Ni las palizas ni las
hormonas ni los castigos cambiaron la orientación sexual de Marisa, pero harta
de ser la rarita de la sociedad, decidió hacer como sus amigas, buscarse un
buen muchacho, casarse con él y tener hijos. El experimento fue un fracaso
rotundo, aunque quedó una amistad con su ex-marido que comprendió que lo mejor
era buscarse otras opciones sentimentales y dos hijos que son su mayor orgullo.
Su vida continuó,
pero nunca encontró a la mujer con la que compartir su vida y una historia de
amor que le diera sentido. Como tantos homosexuales, tuvo que buscar el sexo en
ambientes particulares, en bares de Chueca o de otros barrios en los que pasaba
las noches del sábado hasta el alba para despertarse al día siguiente en una
cama desconocida. Una situación que no le satisface, que no le llena y que
finalmente, agobiada por la difícil economía, ha terminado por descartar.
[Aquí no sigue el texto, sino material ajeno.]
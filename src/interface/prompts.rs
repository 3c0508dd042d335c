use dialoguer::{Confirm, Input};
use strsim::jaro_winkler;
use tracing::debug;

use crate::error::Result;

/// Minimum similarity for a "did you mean" suggestion.
const SUGGESTION_THRESHOLD: f64 = 0.7;

/// Operator acknowledgements requested during a run.
pub trait OperatorPrompt {
    /// Block until the operator acknowledges `message`.
    fn pause(&mut self, message: &str) -> Result<()>;
}

/// Interactive terminal prompt.
#[derive(Debug, Default, Clone, Copy)]
pub struct ConsolePrompt;

impl OperatorPrompt for ConsolePrompt {
    fn pause(&mut self, message: &str) -> Result<()> {
        let _: String = Input::new()
            .with_prompt(message)
            .allow_empty(true)
            .interact_text()?;
        Ok(())
    }
}

/// Never blocks; used for unattended runs and tests.
#[derive(Debug, Default, Clone, Copy)]
pub struct NoPrompt;

impl OperatorPrompt for NoPrompt {
    fn pause(&mut self, message: &str) -> Result<()> {
        debug!("skipping pause: {}", message);
        Ok(())
    }
}

/// Closest candidate to `input` by Jaro-Winkler similarity, if any is close enough.
pub fn closest_match<'a, I>(input: &str, candidates: I) -> Option<&'a str>
where
    I: IntoIterator<Item = &'a str>,
{
    let input = input.to_lowercase();
    candidates
        .into_iter()
        .map(|c| (c, jaro_winkler(&c.to_lowercase(), &input)))
        .filter(|(_, score)| *score > SUGGESTION_THRESHOLD)
        .max_by(|a, b| a.1.partial_cmp(&b.1).unwrap_or(std::cmp::Ordering::Equal))
        .map(|(c, _)| c)
}

/// Prompt for yes/no confirmation.
pub fn prompt_yes_no(prompt: &str, default: bool) -> Result<bool> {
    Ok(Confirm::new()
        .with_prompt(prompt)
        .default(default)
        .interact()?)
}
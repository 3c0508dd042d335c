use serde::{Deserialize, Serialize};

use crate::models::pipeline::JsonMap;
use crate::models::record::FlatDict;

/// How the current target reacted to a replayed configuration.
#[derive(Debug, Clone, Default, PartialEq, Serialize, Deserialize)]
pub struct Reaction {
    pub raw_flat: FlatDict,
    pub fail: bool,
    #[serde(default)]
    pub fail_reason: String,
}

/// One point of a previously found solution (a prior run's frontier).
#[derive(Debug, Clone, Default, PartialEq, Serialize, Deserialize)]
pub struct SolutionPoint {
    #[serde(default)]
    pub pruned_choices: JsonMap,

    #[serde(default)]
    pub pruned_choices_order: Vec<String>,

    #[serde(default, skip_serializing_if = "Option::is_none")]
    pub reaction: Option<Reaction>,

    #[serde(flatten)]
    pub extra: JsonMap,
}

/// Externally supplied known configuration(s) to replay.
#[derive(Debug, Clone, Default, PartialEq, Serialize, Deserialize)]
pub struct Solution {
    #[serde(default)]
    pub points: Vec<SolutionPoint>,

    #[serde(default)]
    pub ref_choices: JsonMap,

    #[serde(default)]
    pub ref_choices_order: Vec<String>,

    #[serde(flatten)]
    pub extra: JsonMap,
}
use std::collections::BTreeMap;

use serde::{Deserialize, Deserializer, Serialize};
use serde_json::Value;

use crate::explore::constants::MAX_DOMAIN_VALUES;

/// Value type of a choice dimension.
#[derive(Debug, Clone, Copy, Default, PartialEq, Eq, Serialize, Deserialize)]
#[serde(rename_all = "lowercase")]
pub enum ChoiceKind {
    Flag,
    Integer,
    Float,
    #[default]
    Text,
}

/// Catalog entry describing one tunable dimension.
///
/// The value domain is resolved from (in order): an explicit `choice` list,
/// an inclusive numeric `start..=stop` range stepped by `step`, or
/// `[false, true]` for flags.
#[derive(Debug, Clone, Default, PartialEq, Serialize, Deserialize)]
pub struct ChoiceDescriptor {
    #[serde(rename = "sort", default)]
    pub sort_order: f64,

    #[serde(default, deserialize_with = "tag_list")]
    pub tags: Vec<String>,

    #[serde(rename = "type", default)]
    pub kind: ChoiceKind,

    #[serde(default, skip_serializing_if = "Vec::is_empty")]
    pub choice: Vec<Value>,

    #[serde(default, skip_serializing_if = "Option::is_none")]
    pub start: Option<f64>,

    #[serde(default, skip_serializing_if = "Option::is_none")]
    pub stop: Option<f64>,

    #[serde(default, skip_serializing_if = "Option::is_none")]
    pub step: Option<f64>,

    #[serde(default, skip_serializing_if = "Option::is_none")]
    pub default: Option<Value>,
}

impl ChoiceDescriptor {
    /// Explicit list of values.
    pub fn with_values(values: Vec<Value>) -> Self {
        Self {
            choice: values,
            ..Self::default()
        }
    }

    /// Boolean on/off dimension.
    pub fn flag() -> Self {
        Self {
            kind: ChoiceKind::Flag,
            ..Self::default()
        }
    }

    /// Inclusive integer range.
    pub fn integer_range(start: i64, stop: i64, step: i64) -> Self {
        Self {
            kind: ChoiceKind::Integer,
            start: Some(start as f64),
            stop: Some(stop as f64),
            step: Some(step as f64),
            ..Self::default()
        }
    }

    pub fn sorted(mut self, sort_order: f64) -> Self {
        self.sort_order = sort_order;
        self
    }

    pub fn tagged(mut self, tags: &[&str]) -> Self {
        self.tags = tags.iter().map(|t| t.to_string()).collect();
        self
    }

    pub fn has_tag(&self, tag: &str) -> bool {
        self.tags.iter().any(|t| t == tag)
    }

    /// All values this dimension can take, in enumeration order.
    pub fn domain(&self) -> Vec<Value> {
        if !self.choice.is_empty() {
            return self.choice.clone();
        }

        if let (Some(start), Some(stop)) = (self.start, self.stop) {
            let step = self.step.unwrap_or(1.0);
            if step > 0.0 && start <= stop {
                let mut values = Vec::new();
                let tolerance = step * 1e-9;
                for i in 0..MAX_DOMAIN_VALUES {
                    let v = start + step * i as f64;
                    if v > stop + tolerance {
                        break;
                    }
                    values.push(self.numeric_value(v));
                }
                return values;
            }
        }

        if self.kind == ChoiceKind::Flag {
            return vec![Value::Bool(false), Value::Bool(true)];
        }

        Vec::new()
    }

    fn numeric_value(&self, v: f64) -> Value {
        match self.kind {
            ChoiceKind::Float => serde_json::Number::from_f64(v)
                .map(Value::Number)
                .unwrap_or(Value::Null),
            _ => Value::from(v.round() as i64),
        }
    }
}

/// Tag filter applied to one dimension group during expansion.
#[derive(Debug, Clone, Default, PartialEq, Serialize, Deserialize)]
pub struct DimensionSelectionPolicy {
    /// Must carry all of these.
    #[serde(default, deserialize_with = "tag_list")]
    pub tags: Vec<String>,

    /// Must carry at least one of these (empty = no constraint).
    #[serde(rename = "anyTags", alias = "anytags", alias = "any_tags", default, deserialize_with = "tag_list")]
    pub any_tags: Vec<String>,

    /// Must carry none of these.
    #[serde(rename = "notTags", alias = "notags", alias = "not_tags", default, deserialize_with = "tag_list")]
    pub not_tags: Vec<String>,

    /// Probability of leaving a dimension unassigned under random exploration.
    #[serde(rename = "omitProbability", alias = "omit_probability", default)]
    pub omit_probability: f64,
}

impl DimensionSelectionPolicy {
    pub fn with_tags(tags: &[&str]) -> Self {
        Self {
            tags: tags.iter().map(|t| t.to_string()).collect(),
            ..Self::default()
        }
    }

    /// Whether a descriptor carrying `tags` passes this policy.
    pub fn admits(&self, tags: &[String]) -> bool {
        let has = |t: &String| tags.iter().any(|x| x == t);

        if !self.tags.iter().all(has) {
            return false;
        }
        if !self.any_tags.is_empty() && !self.any_tags.iter().any(has) {
            return false;
        }
        !self.not_tags.iter().any(has)
    }
}

/// Concrete dimension names per declared group.
pub type ExpandedChoiceOrder = Vec<Vec<String>>;

/// One concrete value per dimension for a single iteration, in selection order.
#[derive(Debug, Clone, Default, PartialEq, Serialize, Deserialize)]
pub struct ChoiceAssignment {
    order: Vec<String>,
    values: BTreeMap<String, Value>,
}

impl ChoiceAssignment {
    pub fn new() -> Self {
        Self::default()
    }

    /// Set a dimension value. Re-setting keeps the original position.
    pub fn set(&mut self, dimension: impl Into<String>, value: Value) {
        let dimension = dimension.into();
        if !self.values.contains_key(&dimension) {
            self.order.push(dimension.clone());
        }
        self.values.insert(dimension, value);
    }

    pub fn get(&self, dimension: &str) -> Option<&Value> {
        self.values.get(dimension)
    }

    pub fn len(&self) -> usize {
        self.order.len()
    }

    pub fn is_empty(&self) -> bool {
        self.order.is_empty()
    }

    pub fn order(&self) -> &[String] {
        &self.order
    }

    pub fn iter(&self) -> impl Iterator<Item = (&str, &Value)> {
        self.order
            .iter()
            .filter_map(|k| self.values.get(k).map(|v| (k.as_str(), v)))
    }

    pub fn to_map(&self) -> BTreeMap<String, Value> {
        self.values.clone()
    }

    /// Compact one-line rendering for progress output.
    pub fn describe(&self) -> String {
        if self.is_empty() {
            return "(defaults)".to_string();
        }
        self.iter()
            .map(|(k, v)| format!("{}={}", k, v))
            .collect::<Vec<_>>()
            .join(" ")
    }
}

impl FromIterator<(String, Value)> for ChoiceAssignment {
    fn from_iter<I: IntoIterator<Item = (String, Value)>>(iter: I) -> Self {
        let mut assignment = ChoiceAssignment::new();
        for (k, v) in iter {
            assignment.set(k, v);
        }
        assignment
    }
}

/// Accept tags either as a list or as a comma-separated string.
pub(crate) fn tag_list<'de, D>(deserializer: D) -> std::result::Result<Vec<String>, D::Error>
where
    D: Deserializer<'de>,
{
    #[derive(Deserialize)]
    #[serde(untagged)]
    enum Tags {
        Joined(String),
        List(Vec<String>),
    }

    let raw = match Tags::deserialize(deserializer)? {
        Tags::Joined(s) => vec![s],
        Tags::List(v) => v,
    };

    Ok(raw
        .iter()
        .flat_map(|s| s.split(','))
        .map(|s| s.trim().to_string())
        .filter(|s| !s.is_empty())
        .collect())
}

#[cfg(test)]
mod tests {
    use super::*;
    use serde_json::json;

    #[test]
    fn test_explicit_choices_win() {
        let desc = ChoiceDescriptor {
            choice: vec![json!("-O1"), json!("-O2")],
            start: Some(0.0),
            stop: Some(10.0),
            ..ChoiceDescriptor::default()
        };
        assert_eq!(desc.domain(), vec![json!("-O1"), json!("-O2")]);
    }

    #[test]
    fn test_integer_range_is_inclusive() {
        let desc = ChoiceDescriptor::integer_range(2, 8, 3);
        assert_eq!(desc.domain(), vec![json!(2), json!(5), json!(8)]);
    }

    #[test]
    fn test_float_range() {
        let desc = ChoiceDescriptor {
            kind: ChoiceKind::Float,
            start: Some(0.0),
            stop: Some(0.3),
            step: Some(0.1),
            ..ChoiceDescriptor::default()
        };
        assert_eq!(desc.domain().len(), 4);
    }

    #[test]
    fn test_flag_and_empty_domains() {
        assert_eq!(ChoiceDescriptor::flag().domain(), vec![json!(false), json!(true)]);
        assert!(ChoiceDescriptor::default().domain().is_empty());
    }

    #[test]
    fn test_policy_tag_logic() {
        let tags = vec!["cc".to_string(), "basic".to_string()];

        assert!(DimensionSelectionPolicy::with_tags(&["cc"]).admits(&tags));
        assert!(!DimensionSelectionPolicy::with_tags(&["cc", "experimental"]).admits(&tags));

        let any = DimensionSelectionPolicy {
            any_tags: vec!["experimental".into(), "basic".into()],
            ..Default::default()
        };
        assert!(any.admits(&tags));

        let not = DimensionSelectionPolicy {
            not_tags: vec!["basic".into()],
            ..Default::default()
        };
        assert!(!not.admits(&tags));
    }

    #[test]
    fn test_policy_accepts_comma_separated_tags() {
        let policy: DimensionSelectionPolicy =
            serde_json::from_value(json!({"tags": "cc, basic,", "notags": "x"})).unwrap();
        assert_eq!(policy.tags, vec!["cc", "basic"]);
        assert_eq!(policy.not_tags, vec!["x"]);
    }

    #[test]
    fn test_assignment_keeps_order() {
        let mut a = ChoiceAssignment::new();
        a.set("b", json!(1));
        a.set("a", json!(2));
        a.set("b", json!(3));
        assert_eq!(a.order(), &["b".to_string(), "a".to_string()]);
        assert_eq!(a.get("b"), Some(&json!(3)));
        assert_eq!(a.describe(), "b=3 a=2");
    }
}
impl ChoiceSelector {
    pub fn new(
        expanded: &ExpandedChoiceOrder,
        policies: &[DimensionSelectionPolicy],
        catalog: &BTreeMap<String, ChoiceDescriptor>,
        strategy: ExploreStrategy,
        bounds: LoopBounds,
    ) -> Result<Self> {
        if bounds.step == 0 {
            return Err(TunerError::contract("loop step must be at least 1"));
        }

        let mut dimensions = Vec::new();
        for (group, names) in expanded.iter().enumerate() {
            for name in names {
                let desc = catalog.get(name).ok_or_else(|| {
                    TunerError::contract(format!("choice dimension '{}' is not described", name))
                })?;
                let values = desc.domain();
                if !values.is_empty() {
                    dimensions.push(Dimension {
                        name: name.clone(),
                        group,
                        values,
                    });
                }
            }
        }

        // An empty product still holds one point: the pipeline defaults.
        let combinations = dimensions
            .iter()
            .try_fold(1u64, |acc, d| acc.checked_mul(d.values.len() as u64))
            .ok_or_else(|| TunerError::contract("choice space is too large to enumerate"))?;

        Ok(Self {
            strategy,
            expanded: expanded.clone(),
            catalog: catalog.clone(),
            dimensions,
            policies: policies.to_vec(),
            bounds,
            combinations,
            cursor: 0,
            defaults_drawn: false,
            plugin: None,
            history: Vec::new(),
        })
    }

    pub fn with_plugin(mut self, plugin: Box<dyn ExplorationPlugin>) -> Self {
        self.plugin = Some(plugin);
        self
    }

    pub fn strategy(&self) -> ExploreStrategy {
        self.strategy
    }

    pub fn has_plugin(&self) -> bool {
        self.plugin.is_some()
    }

    /// Size of the Cartesian product of all non-empty dimensions.
    pub fn combinations(&self) -> u64 {
        self.combinations
    }

    pub fn history(&self) -> &[ChoiceAssignment] {
        &self.history
    }

    /// Next assignment under the configured strategy.
    pub fn select(
        &mut self,
        rng: &mut RandomSource,
        pipeline: &PipelineDescription,
        state: &JsonMap,
        iteration: usize,
    ) -> Result<Selection> {
        let selection = match self.strategy {
            ExploreStrategy::Random | ExploreStrategy::ParallelRandom => {
                if self.dimensions.is_empty() {
                    if self.defaults_drawn {
                        Selection::exhausted()
                    } else {
                        self.defaults_drawn = true;
                        Selection::next(ChoiceAssignment::new())
                    }
                } else {
                    Selection::next(self.random_assignment(rng))
                }
            }
            ExploreStrategy::Loop | ExploreStrategy::ParallelLoop => match self.next_in_loop() {
                Some(a) => Selection::next(a),
                None => Selection::exhausted(),
            },
            ExploreStrategy::Customized => {
                let mut plugin = self.plugin.take().ok_or_else(|| {
                    TunerError::contract("customized exploration requires a plugin")
                })?;
                let context = ExplorationContext {
                    expanded: &self.expanded,
                    catalog: &self.catalog,
                    pipeline,
                    state,
                    history: &self.history,
                    iteration,
                };
                let next = plugin.next(&context);
                self.plugin = Some(plugin);
                match next {
                    Some(a) => Selection::next(a),
                    None => Selection::exhausted(),
                }
            }
        };

        if !selection.exhausted {
            self.history.push(selection.assignment.clone());
        }
        Ok(selection)
    }

    /// Independent uniform draw for every dimension.
    pub fn random_assignment(&self, rng: &mut RandomSource) -> ChoiceAssignment {
        let mut assignment = ChoiceAssignment::new();
        for dim in &self.dimensions {
            let omit = self
                .policies
                .get(dim.group)
                .map(|p| p.omit_probability)
                .unwrap_or(0.0);
            if rng.chance(omit) {
                continue;
            }
            if let Some(i) = rng.index(dim.values.len()) {
                assignment.set(dim.name.clone(), dim.values[i].clone());
            }
        }
        assignment
    }

    /// Decode a flattened combination index (first dimension slowest).
    pub fn loop_assignment(&self, index: u64) -> Option<ChoiceAssignment> {
        if index >= self.combinations {
            return None;
        }

        let mut digits = vec![0usize; self.dimensions.len()];
        let mut rest = index;
        for (i, dim) in self.dimensions.iter().enumerate().rev() {
            let radix = dim.values.len() as u64;
            digits[i] = (rest % radix) as usize;
            rest /= radix;
        }

        Some(
            self.dimensions
                .iter()
                .zip(digits)
                .map(|(dim, d)| (dim.name.clone(), dim.values[d].clone()))
                .collect(),
        )
    }

    fn next_in_loop(&mut self) -> Option<ChoiceAssignment> {
        let end = self
            .bounds
            .stop
            .map_or(self.combinations, |s| s.min(self.combinations));
        let index = self
            .bounds
            .start
            .checked_add(self.cursor.checked_mul(self.bounds.step)?)?;
        if index >= end {
            return None;
        }
        self.cursor += 1;
        self.loop_assignment(index)
    }
}
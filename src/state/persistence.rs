use std::fs;
use std::path::Path;

use serde::de::DeserializeOwned;
use serde::Serialize;
use serde_json::Value;

use crate::error::Result;
use crate::models::{PipelineDescription, Solution};
use crate::tuner::config::TunerOptions;

/// Read a JSON document.
pub fn load_json<T: DeserializeOwned, P: AsRef<Path>>(path: P) -> Result<T> {
    let content = fs::read_to_string(path)?;
    Ok(serde_json::from_str(&content)?)
}

/// Write a pretty-printed JSON document with sorted object keys.
pub fn save_json<T: Serialize, P: AsRef<Path>>(path: P, value: &T) -> Result<()> {
    // Going through `Value` sorts map keys.
    let value = serde_json::to_value(value)?;
    let json = serde_json::to_string_pretty(&value)?;
    fs::write(path, json)?;
    Ok(())
}

pub fn load_pipeline<P: AsRef<Path>>(path: P) -> Result<PipelineDescription> {
    load_json(path)
}

pub fn save_pipeline<P: AsRef<Path>>(path: P, pipeline: &PipelineDescription) -> Result<()> {
    save_json(path, pipeline)
}

/// Load solutions from either a list or a single solution object.
pub fn load_solutions<P: AsRef<Path>>(path: P) -> Result<Vec<Solution>> {
    let value: Value = load_json(path)?;
    Ok(match value {
        Value::Array(_) => serde_json::from_value(value)?,
        single => vec![serde_json::from_value(single)?],
    })
}

pub fn save_solutions<P: AsRef<Path>>(path: P, solutions: &[Solution]) -> Result<()> {
    save_json(path, &solutions)
}

pub fn load_options<P: AsRef<Path>>(path: P) -> Result<TunerOptions> {
    load_json(path)
}

pub fn save_report<T: Serialize, P: AsRef<Path>>(path: P, report: &T) -> Result<()> {
    save_json(path, report)
}

#[cfg(test)]
mod tests {
    use super::*;
    use crate::models::ChoiceDescriptor;
    use std::io::Write;
    use tempfile::NamedTempFile;

    #[test]
    fn test_pipeline_roundtrip() {
        let mut pipeline = PipelineDescription {
            ready: true,
            ..Default::default()
        };
        pipeline
            .choices_desc
            .insert("##flags#O".into(), ChoiceDescriptor::flag().tagged(&["cc"]));

        let file = NamedTempFile::new().unwrap();
        save_pipeline(file.path(), &pipeline).unwrap();
        let reloaded = load_pipeline(file.path()).unwrap();
        assert_eq!(reloaded, pipeline);
    }

    #[test]
    fn test_solutions_accept_single_object() {
        let json = r###"{"points": [{"pruned_choices": {"##choices#x": 1}, "pruned_choices_order": ["##choices#x"]}]}"###;
        let mut file = NamedTempFile::new().unwrap();
        file.write_all(json.as_bytes()).unwrap();

        let solutions = load_solutions(file.path()).unwrap();
        assert_eq!(solutions.len(), 1);
        assert_eq!(solutions[0].points[0].pruned_choices_order, vec!["##choices#x"]);

        let out = NamedTempFile::new().unwrap();
        save_solutions(out.path(), &solutions).unwrap();
        assert_eq!(load_solutions(out.path()).unwrap(), solutions);
    }

    #[test]
    fn test_options_from_file() {
        let json = r#"{"module": "demo", "iterations": -1, "explore_type": "loop", "frontier_keys": ["t"]}"#;
        let mut file = NamedTempFile::new().unwrap();
        file.write_all(json.as_bytes()).unwrap();

        let options = load_options(file.path()).unwrap();
        assert_eq!(options.module.as_deref(), Some("demo"));
        assert_eq!(options.iterations, Some(-1));
        assert_eq!(options.frontier_keys, vec!["t"]);
    }

    #[test]
    fn test_missing_file_is_io_error() {
        let err = load_pipeline("/nonexistent/pipeline.json").unwrap_err();
        assert!(matches!(err, crate::error::TunerError::Io(_)));
    }
}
Su
único consuelo, las conversaciones en los chats con desconocidas que en las
largas noches de soledad le procuran un poco de consuelo a la espera
improbable, según ha confesado, de encontrar el gran amor de su vida.
Marisa no quiere
volver a Chueca porque dice que el barrio se ha convertido en un parque
temático en el que no se siente a gusto y tampoco celebra el orgullo de ser gay
porque para ella, su condición sexual no ha sido un orgullo, sino un tremendo
castigo.
Castigo de ser mujer
y lesbiana, en consecuencia, invisible.